Abbildung 1: Repräsentative telencephale Schnitte, die für akute Elektroporationsexperimente verwendet wurden. (A-C) Telenzephale Schnitte wurden in drei verschiedenen sequentiellen rostrocaudalen Niveaus erhalten, gefärbt mit 4′,6-Diamidino-2-phenylindol (DAPI). LGE: Eminenz der lateralen Ganglion; MGE: mediale ganglionäre Eminenz; CGE: kaudale ganglionäre Eminenz. Maßstabsleisten = 200 μm. Die gelben Sternchen zeigen die Elektroporationsstelle in jeder Scheibe an. Die weiße Linie markiert den Rand der ganglionären Eminenz.

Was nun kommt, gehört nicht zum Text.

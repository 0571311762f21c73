//! Multi-field update batches and full configuration snapshots.

use crate::error::{CodecError, CodecResult};
use crate::value::{FieldUpdate, FieldValue};
use serde::de::{MapAccess, Visitor};
use serde::ser::SerializeMap;
use serde::{Deserialize, Deserializer, Serialize, Serializer};
use std::fmt;

/// An ordered list of field updates.
///
/// On the wire a batch is a JSON object `{name: value, ...}`. Unlike a
/// plain map, the batch keeps the order in which the fields were written,
/// so a receiver applies them in the order the sender produced them.
#[derive(Debug, Clone, Default, PartialEq)]
pub struct UpdateBatch {
    updates: Vec<FieldUpdate>,
}

impl UpdateBatch {
    /// Creates an empty batch.
    pub fn new() -> Self {
        Self::default()
    }

    /// Creates a batch holding one update.
    pub fn single(update: FieldUpdate) -> Self {
        Self {
            updates: vec![update],
        }
    }

    /// Appends an update.
    pub fn push(&mut self, update: FieldUpdate) {
        self.updates.push(update);
    }

    /// Returns the number of updates.
    pub fn len(&self) -> usize {
        self.updates.len()
    }

    /// Returns true if the batch holds no updates.
    pub fn is_empty(&self) -> bool {
        self.updates.is_empty()
    }

    /// Returns the last value written to `name` in this batch.
    pub fn get(&self, name: &str) -> Option<&FieldValue> {
        self.updates
            .iter()
            .rev()
            .find(|u| u.name == name)
            .map(|u| &u.value)
    }

    /// Iterates the updates in write order.
    pub fn iter(&self) -> std::slice::Iter<'_, FieldUpdate> {
        self.updates.iter()
    }

    /// Returns the updates as a slice.
    pub fn as_slice(&self) -> &[FieldUpdate] {
        &self.updates
    }

    /// Encodes to a JSON string.
    pub fn encode(&self) -> CodecResult<String> {
        serde_json::to_string(self).map_err(|e| CodecError::encoding_failed(e.to_string()))
    }

    /// Decodes from JSON bytes.
    pub fn decode(bytes: &[u8]) -> CodecResult<Self> {
        serde_json::from_slice(bytes).map_err(|e| CodecError::decoding_failed(e.to_string()))
    }
}

impl From<FieldUpdate> for UpdateBatch {
    fn from(update: FieldUpdate) -> Self {
        Self::single(update)
    }
}

impl FromIterator<FieldUpdate> for UpdateBatch {
    fn from_iter<I: IntoIterator<Item = FieldUpdate>>(iter: I) -> Self {
        Self {
            updates: iter.into_iter().collect(),
        }
    }
}

impl IntoIterator for UpdateBatch {
    type Item = FieldUpdate;
    type IntoIter = std::vec::IntoIter<FieldUpdate>;

    fn into_iter(self) -> Self::IntoIter {
        self.updates.into_iter()
    }
}

impl<'a> IntoIterator for &'a UpdateBatch {
    type Item = &'a FieldUpdate;
    type IntoIter = std::slice::Iter<'a, FieldUpdate>;

    fn into_iter(self) -> Self::IntoIter {
        self.updates.iter()
    }
}

impl Serialize for UpdateBatch {
    fn serialize<S: Serializer>(&self, serializer: S) -> Result<S::Ok, S::Error> {
        let mut map = serializer.serialize_map(Some(self.updates.len()))?;
        for update in &self.updates {
            map.serialize_entry(&update.name, &update.value)?;
        }
        map.end()
    }
}

impl<'de> Deserialize<'de> for UpdateBatch {
    fn deserialize<D: Deserializer<'de>>(deserializer: D) -> Result<Self, D::Error> {
        struct BatchVisitor;

        impl<'de> Visitor<'de> for BatchVisitor {
            type Value = UpdateBatch;

            fn expecting(&self, f: &mut fmt::Formatter<'_>) -> fmt::Result {
                f.write_str("an object of field names to values")
            }

            fn visit_map<A: MapAccess<'de>>(self, mut access: A) -> Result<Self::Value, A::Error> {
                let mut updates = Vec::with_capacity(access.size_hint().unwrap_or(0));
                while let Some((name, value)) = access.next_entry::<String, FieldValue>()? {
                    updates.push(FieldUpdate { name, value });
                }
                Ok(UpdateBatch { updates })
            }
        }

        deserializer.deserialize_map(BatchVisitor)
    }
}

/// The full current configuration as returned by a read.
///
/// Entries that are not representable as a [`FieldValue`] (null, arrays,
/// nested objects) are kept so the snapshot round-trips, but are skipped
/// by [`ConfigSnapshot::fields`].
#[derive(Debug, Clone, Default, PartialEq, Serialize, Deserialize)]
#[serde(transparent)]
pub struct ConfigSnapshot {
    entries: serde_json::Map<String, serde_json::Value>,
}

impl ConfigSnapshot {
    /// Creates an empty snapshot.
    pub fn new() -> Self {
        Self::default()
    }

    /// Returns the value of `name` if present and representable.
    pub fn get(&self, name: &str) -> Option<FieldValue> {
        self.entries.get(name).and_then(FieldValue::from_json)
    }

    /// Returns the raw JSON entry for `name`.
    pub fn get_raw(&self, name: &str) -> Option<&serde_json::Value> {
        self.entries.get(name)
    }

    /// Returns true if the snapshot has an entry for `name`.
    pub fn contains(&self, name: &str) -> bool {
        self.entries.contains_key(name)
    }

    /// Sets the value of `name`.
    pub fn insert(&mut self, name: impl Into<String>, value: FieldValue) {
        self.entries.insert(name.into(), value.to_json());
    }

    /// Writes every update of the batch into the snapshot.
    pub fn apply_batch(&mut self, batch: &UpdateBatch) {
        for update in batch {
            self.insert(update.name.clone(), update.value.clone());
        }
    }

    /// Iterates the representable entries.
    pub fn fields(&self) -> impl Iterator<Item = (&str, FieldValue)> + '_ {
        self.entries
            .iter()
            .filter_map(|(name, raw)| FieldValue::from_json(raw).map(|v| (name.as_str(), v)))
    }

    /// Returns the number of entries, representable or not.
    pub fn len(&self) -> usize {
        self.entries.len()
    }

    /// Returns true if the snapshot has no entries.
    pub fn is_empty(&self) -> bool {
        self.entries.is_empty()
    }

    /// Encodes to JSON bytes.
    pub fn encode(&self) -> CodecResult<Vec<u8>> {
        serde_json::to_vec(self).map_err(|e| CodecError::encoding_failed(e.to_string()))
    }

    /// Decodes from JSON bytes. The top level must be an object.
    pub fn decode(bytes: &[u8]) -> CodecResult<Self> {
        let value: serde_json::Value = serde_json::from_slice(bytes)
            .map_err(|e| CodecError::decoding_failed(e.to_string()))?;
        match value {
            serde_json::Value::Object(entries) => Ok(Self { entries }),
            other => Err(CodecError::invalid_structure(format!(
                "expected object, got {other}"
            ))),
        }
    }
}

impl FromIterator<(String, FieldValue)> for ConfigSnapshot {
    fn from_iter<I: IntoIterator<Item = (String, FieldValue)>>(iter: I) -> Self {
        let mut snapshot = Self::new();
        for (name, value) in iter {
            snapshot.insert(name, value);
        }
        snapshot
    }
}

Abbildung 2: Schematische Darstellung des experimentellen Arbeitsablaufs. (A) Schnitte aus dem Gehirn von Mäusen werden mit geeigneten Konstrukten elektroporiert, und (B) nach 12 h werden modifizierte kortikale Interneuronen (CI)-Vorläufer isoliert und (C) in das Pallium von neugeborenen Mausbabys transplantiert (P0-P2). Um die Aktivität unreifer CIs zu modifizieren, wurde P14-Welpen, die eine Zelltransplantation erhalten hatten, gemäß dem vorgestellten Protokoll vier konstitutive Tage lang CNO oder Vehikel injiziert. (A') Foto der Elektroporation eines akuten Maushirnschnitts.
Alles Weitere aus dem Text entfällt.